Crude oil $120 contract jumps 6¢ as supply fears escalate
Oil prediction markets are pricing in higher prices, with the probability of WTI hitting $120 by end of June surging 6¢ to 48¢. The move is fueled by Hormuz disruption and strong physical demand.
Key takeaways
- 01
Oil prediction markets are pricing in higher prices, with the probability of WTI hitting $120 by end of June surging 6¢ to 48¢.
- 02
The move is fueled by Hormuz disruption and strong physical demand.
- 03
Oil markets are heating up across traditional and prediction markets.
Full analysis
Oil markets are heating up across traditional and prediction markets. Spot WTI futures (USO) rose 4.04% to $139, while natural gas (UNG) jumped 5.9% to $11.22. In prediction markets, the 'Will Crude Oil (CL) hit $120 by end of June?' contract saw a 6¢ increase to 48¢ on volume of 11.5k, making it the top mover. The 'Will Crude Oil hit $130?' contract also rose 3¢ to 33¢. These moves are consistent with the sustained risk premium from the Strait of Hormuz situation.
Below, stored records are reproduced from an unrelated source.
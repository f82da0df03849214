//! Low power states

use crate::time::Duration;

/// Deep sleep primitive
///
/// Implementations do not return on hardware; the wake is a reset.
pub trait DeepSleep {
    fn deep_sleep(&mut self, duration: Duration);
}
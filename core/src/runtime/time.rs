//! Timed suspension points

use alloc::rc::Rc;
use core::future::Future;
use core::pin::Pin;
use core::task::{Context, Poll};

use datalogger_hal::time::Instant;

use super::Shared;

/// Future returned by [`Handle::sleep`](super::Handle::sleep) and friends
#[must_use = "futures do nothing unless awaited"]
pub struct Sleep {
    pub(crate) shared: Rc<Shared>,
    pub(crate) deadline: Instant,
    pub(crate) background: bool,
}

impl Future for Sleep {
    type Output = ();

    fn poll(self: Pin<&mut Self>, _cx: &mut Context<'_>) -> Poll<()> {
        if self.shared.now() >= self.deadline {
            Poll::Ready(())
        } else {
            self.shared.request_wake_at(self.deadline, self.background);
            Poll::Pending
        }
    }
}

/// Future returned by [`Handle::yield_now`](super::Handle::yield_now)
#[must_use = "futures do nothing unless awaited"]
pub struct YieldNow {
    pub(crate) shared: Rc<Shared>,
    pub(crate) yielded: bool,
}

impl Future for YieldNow {
    type Output = ();

    fn poll(self: Pin<&mut Self>, _cx: &mut Context<'_>) -> Poll<()> {
        let this = self.get_mut();
        if this.yielded {
            Poll::Ready(())
        } else {
            this.yielded = true;
            this.shared.request_yield();
            Poll::Pending
        }
    }
}

/// The supervised future lost its race against the timer
#[derive(Debug, Clone, Copy, PartialEq, Eq)]
#[cfg_attr(feature = "defmt", derive(defmt::Format))]
pub struct TimedOut;

impl core::fmt::Display for TimedOut {
    fn fmt(&self, f: &mut core::fmt::Formatter<'_>) -> core::fmt::Result {
        write!(f, "Operation timed out")
    }
}

impl core::error::Error for TimedOut {}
Notably, the 'WTI front-month settle >101.99 on May 15' contract is at 41¢ (vol 17.3k), indicating near-term upside. The 'Brent crude close >104.99' is at 52¢. With geopolitical risk elevated and inventory draws, the trend remains bullish. However, traders should watch the 'Will Crude Oil hit $200?' (4¢) as a tail risk. The combination of geopolitical and demand factors makes oil the standout macro theme today.